**Given entries**
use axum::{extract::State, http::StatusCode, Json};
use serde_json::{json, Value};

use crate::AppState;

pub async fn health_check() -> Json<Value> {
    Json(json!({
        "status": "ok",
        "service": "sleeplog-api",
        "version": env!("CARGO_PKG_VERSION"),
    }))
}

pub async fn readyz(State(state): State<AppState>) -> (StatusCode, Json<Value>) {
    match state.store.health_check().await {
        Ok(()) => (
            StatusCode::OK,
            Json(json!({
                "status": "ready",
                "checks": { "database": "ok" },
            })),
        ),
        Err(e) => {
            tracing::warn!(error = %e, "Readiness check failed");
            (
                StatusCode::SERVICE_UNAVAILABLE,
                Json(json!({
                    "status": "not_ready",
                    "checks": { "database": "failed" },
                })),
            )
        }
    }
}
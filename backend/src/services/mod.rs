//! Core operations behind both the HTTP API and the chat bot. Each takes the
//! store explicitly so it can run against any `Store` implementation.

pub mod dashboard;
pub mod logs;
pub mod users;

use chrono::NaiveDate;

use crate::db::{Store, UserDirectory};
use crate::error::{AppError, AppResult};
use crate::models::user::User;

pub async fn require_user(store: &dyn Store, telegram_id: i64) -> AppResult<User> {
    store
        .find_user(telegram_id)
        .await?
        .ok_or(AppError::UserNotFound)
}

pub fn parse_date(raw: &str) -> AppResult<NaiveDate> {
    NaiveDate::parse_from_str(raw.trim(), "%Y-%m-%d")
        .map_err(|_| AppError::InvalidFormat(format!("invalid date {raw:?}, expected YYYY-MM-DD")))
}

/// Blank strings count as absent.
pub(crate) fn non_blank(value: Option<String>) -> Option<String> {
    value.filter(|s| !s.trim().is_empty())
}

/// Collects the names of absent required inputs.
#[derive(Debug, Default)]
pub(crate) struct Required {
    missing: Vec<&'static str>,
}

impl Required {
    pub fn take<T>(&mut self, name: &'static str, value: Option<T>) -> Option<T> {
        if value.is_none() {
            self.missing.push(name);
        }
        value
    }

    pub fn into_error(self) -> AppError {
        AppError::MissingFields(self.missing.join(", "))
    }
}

**Work required**
Exact copies of all the records are to be printed.

**Answer area**
use axum::{extract::State, http::StatusCode, Json};
use serde_json::{json, Value};

use crate::AppState;

pub async fn health_check() -> Json<Value> {
    Json(json!({
        "status": "ok",
        "service": "sleeplog-api",
        "version": env!("CARGO_PKG_VERSION"),
    }))
}

pub async fn readyz(State(state): State<AppState>) -> (StatusCode, Json<Value>) {
    match state.store.health_check().await {
        Ok(()) => (
            StatusCode::OK,
            Json(json!({
                "status": "ready",
                "checks": { "database": "ok" },
            })),
        ),
        Err(e) => {
            tracing::warn!(error = %e, "Readiness check failed");
            (
                StatusCode::SERVICE_UNAVAILABLE,
                Json(json!({
                    "status": "not_ready",
                    "checks": { "database": "failed" },
                })),
            )
        }
    }
}
filename backend/src/services/mod.rs
//! Core operations behind both the HTTP API and the chat bot. Each takes the
//! store explicitly so it can run against any `Store` implementation.

pub mod dashboard;
pub mod logs;
pub mod users;

use chrono::NaiveDate;

use crate::db::{Store, UserDirectory};
use crate::error::{AppError, AppResult};
use crate::models::user::User;

pub async fn require_user(store: &dyn Store, telegram_id: i64) -> AppResult<User> {
    store
        .find_user(telegram_id)
        .await?
        .ok_or(AppError::UserNotFound)
}

pub fn parse_date(raw: &str) -> AppResult<NaiveDate> {
    NaiveDate::parse_from_str(raw.trim(), "%Y-%m-%d")
        .map_err(|_| AppError::InvalidFormat(format!("invalid date {raw:?}, expected YYYY-MM-DD")))
}

/// Blank strings count as absent.
pub(crate) fn non_blank(value: Option<String>) -> Option<String> {
    value.filter(|s| !s.trim().is_empty())
}

/// Collects the names of absent required inputs.
#[derive(Debug, Default)]
pub(crate) struct Required {
    missing: Vec<&'static str>,
}

impl Required {
    pub fn take<T>(&mut self, name: &'static str, value: Option<T>) -> Option<T> {
        if value.is_none() {
            self.missing.push(name);
        }
        value
    }

    pub fn into_error(self) -> AppError {
        AppError::MissingFields(self.missing.join(", "))
    }
}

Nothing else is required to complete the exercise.